Estoc must have gotten the door open while I was busy breathing in that poisonous cloud because I heard a door swing shut behind him. Meanwhile, I could barely make out Bluebell rustling through her saddlebags. Shit, why’d everything hurt so much? Why’s everything so blurry? It was just a whiff of a little cloud of colorful gas.
“This is gonna hurt,” Bluebell said briefly.
Before I could even attempt to wheeze out some kinda protest, Bluebell splashed water from her canteen over my eyes. I don’t know whether the hissing that followed was still from the gas leak beyond the door or if it was from my eyes themselves, but whatever the case it felt like my eyes were melting right out of their sockets. Bluebell had to cover my mouth to suppress the my ear piercing screech.

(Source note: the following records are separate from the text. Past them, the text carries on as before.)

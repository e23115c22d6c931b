use chrono::NaiveDateTime;
use serde::Serialize;

/// One log entry as handed over by the ingestion side.
///
/// `entry_order` is the event's zero-based position among ingested events.
/// It only ever breaks ties in the output sort; segmentation never reads it.
#[derive(Debug, Clone, PartialEq, Eq)]
pub struct Event {
    pub client_id: String,
    pub timestamp: NaiveDateTime,
    pub entry_order: usize,
}

/// Summary of one (client, session) group.
#[derive(Debug, Clone, Serialize)]
pub struct SessionRecord {
    pub client_id: String,
    /// 1-based session counter within the client, in opening order.
    pub session_seq: u32,
    pub event_count: usize,
    pub start_time: NaiveDateTime,
    pub true_end_time: NaiveDateTime,
    /// Equals `true_end_time` unless the session was still within the
    /// inactivity window when the log ran out, in which case it is pinned
    /// to the global maximum timestamp. Used for output ordering only.
    pub effective_end_time: NaiveDateTime,
    /// Inclusive span in whole seconds: a single-instant session has length 1.
    pub length_secs: i64,
    /// `entry_order` of the session's first member event.
    pub first_entry_order: usize,
}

This was fucking worse. My eyes were going to sizzle away before Estoc even got here with that di-what-the-fuck-ever it was called.

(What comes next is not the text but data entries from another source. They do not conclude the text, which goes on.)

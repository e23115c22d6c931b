use std::fs;

use chrono::NaiveDateTime;
use sessionize_core::SessionRecord;
use sessionize_ingest::write_sessions;
use tempfile::TempDir;

fn ts(value: &str) -> NaiveDateTime {
    NaiveDateTime::parse_from_str(value, "%Y-%m-%d %H:%M:%S").unwrap()
}

fn record(client_id: &str, start: &str, end: &str, length_secs: i64, count: usize) -> SessionRecord {
    SessionRecord {
        client_id: client_id.to_string(),
        session_seq: 1,
        event_count: count,
        start_time: ts(start),
        true_end_time: ts(end),
        effective_end_time: ts(end),
        length_secs,
        first_entry_order: 0,
    }
}

#[test]
fn test_write_sessions_row_format() {
    let dir = TempDir::new().unwrap();
    let path = dir.path().join("sessionization.txt");

    let records = vec![
        record("101.81.133.7", "2017-06-30 00:00:00", "2017-06-30 00:00:00", 1, 1),
        record("107.23.85.12", "2017-06-30 00:00:00", "2017-06-30 00:01:08", 69, 4),
    ];

    write_sessions(&path, &records).unwrap();

    let written = fs::read_to_string(&path).unwrap();
    assert_eq!(
        written,
        "101.81.133.7,2017-06-30 00:00:00,2017-06-30 00:00:00,1,1\n\
         107.23.85.12,2017-06-30 00:00:00,2017-06-30 00:01:08,69,4\n"
    );
}

#[test]
fn test_write_sessions_empty_output() {
    let dir = TempDir::new().unwrap();
    let path = dir.path().join("sessionization.txt");

    write_sessions(&path, &[]).unwrap();

    assert_eq!(fs::read_to_string(&path).unwrap(), "");
}

#[test]
fn test_write_sessions_overwrites_existing_file() {
    let dir = TempDir::new().unwrap();
    let path = dir.path().join("sessionization.txt");
    fs::write(&path, "stale content\n").unwrap();

    let records = vec![record("10.0.0.1", "2017-06-30 01:00:00", "2017-06-30 01:00:00", 1, 1)];
    write_sessions(&path, &records).unwrap();

    let written = fs::read_to_string(&path).unwrap();
    assert_eq!(written, "10.0.0.1,2017-06-30 01:00:00,2017-06-30 01:00:00,1,1\n");
}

“Give it here,” Bluebell commanded.
Between the time that Bluebell poured water into my eyes and now, Estoc had returned with a bottle of whatever it was that she’d asked for. Fantastic, she’s going to pour more bullshit into my eyes. She didn’t even let me recover a little bit after pretty much lighting my eye sockets on fire, so I did what I could to keep my eyes open as she dumped this new stuff over my face.
I was expecting for the searing pain in my eyes to renew as soon as this stuff washed over my face, but much to my surprise it left nothing more than a sting. In fact, after blinking a few times I thought that I could see Bluebell’s face and the bottle that she was holding more clearly.

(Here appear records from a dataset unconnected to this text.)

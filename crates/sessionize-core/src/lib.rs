mod aggregator;
mod cutoff;
mod ordering;
mod pipeline;
mod segmenter;
mod types;

pub use aggregator::summarize;
pub use cutoff::{global_max_timestamp, resolve_effective_end};
pub use ordering::sort_records;
pub use pipeline::sessionize;
pub use segmenter::{segment, SessionEvents};
pub use types::{Event, SessionRecord};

Estoc grabbed my hoof and butted himself into my view, taking my eyes off of Bluebell. He smiled at me, although I could see the fear still glazed over his eyes.
“I thought you were about to go blind there for a sec,” he said.
“Move a little faster next time,” I croaked. I couldn’t stop blinking, but judging by the little nod that Bluebell gave me, I might as well keep doing it.
“Don’t be unreasonable. It’s a mess in the clinic. You’re lucky I found that bottle as fast as I did.”
“I’ll be as unreasonable as I fucking want.” I coughed and lifted a hoof to rub my eyes, but Bluebell quickly forced it back down. “Next time get the bottle before the sadist tries burning my eyes out.”
“S-sadist?” Bluebell squeaked. “I was trying to dilute the acids left behind by the cloud!”
Finally things started to come back into focus. I could see Bluebell’s facial features more clearly. She looked pretty panicked with her cheeks tinted pink while she pulled at a long lock of her mane. Estoc had since sat back, still holding onto my hoof and shaking his head.
“Is it supposed to feel like you were trying to scoop my eyes out with a spoon?” I asked, my voice still raspy.
“If I didn’t do something, the capillaries in your eyes could have begun to swell,” she said hurriedly. She offered me her canteen, so I snatched it out of her hooves and drank greedily. “The effects are clearly not as nasty as the Pink Cloud, but if you’d inhaled anymore of that gas you might have gone blind or… or worse.”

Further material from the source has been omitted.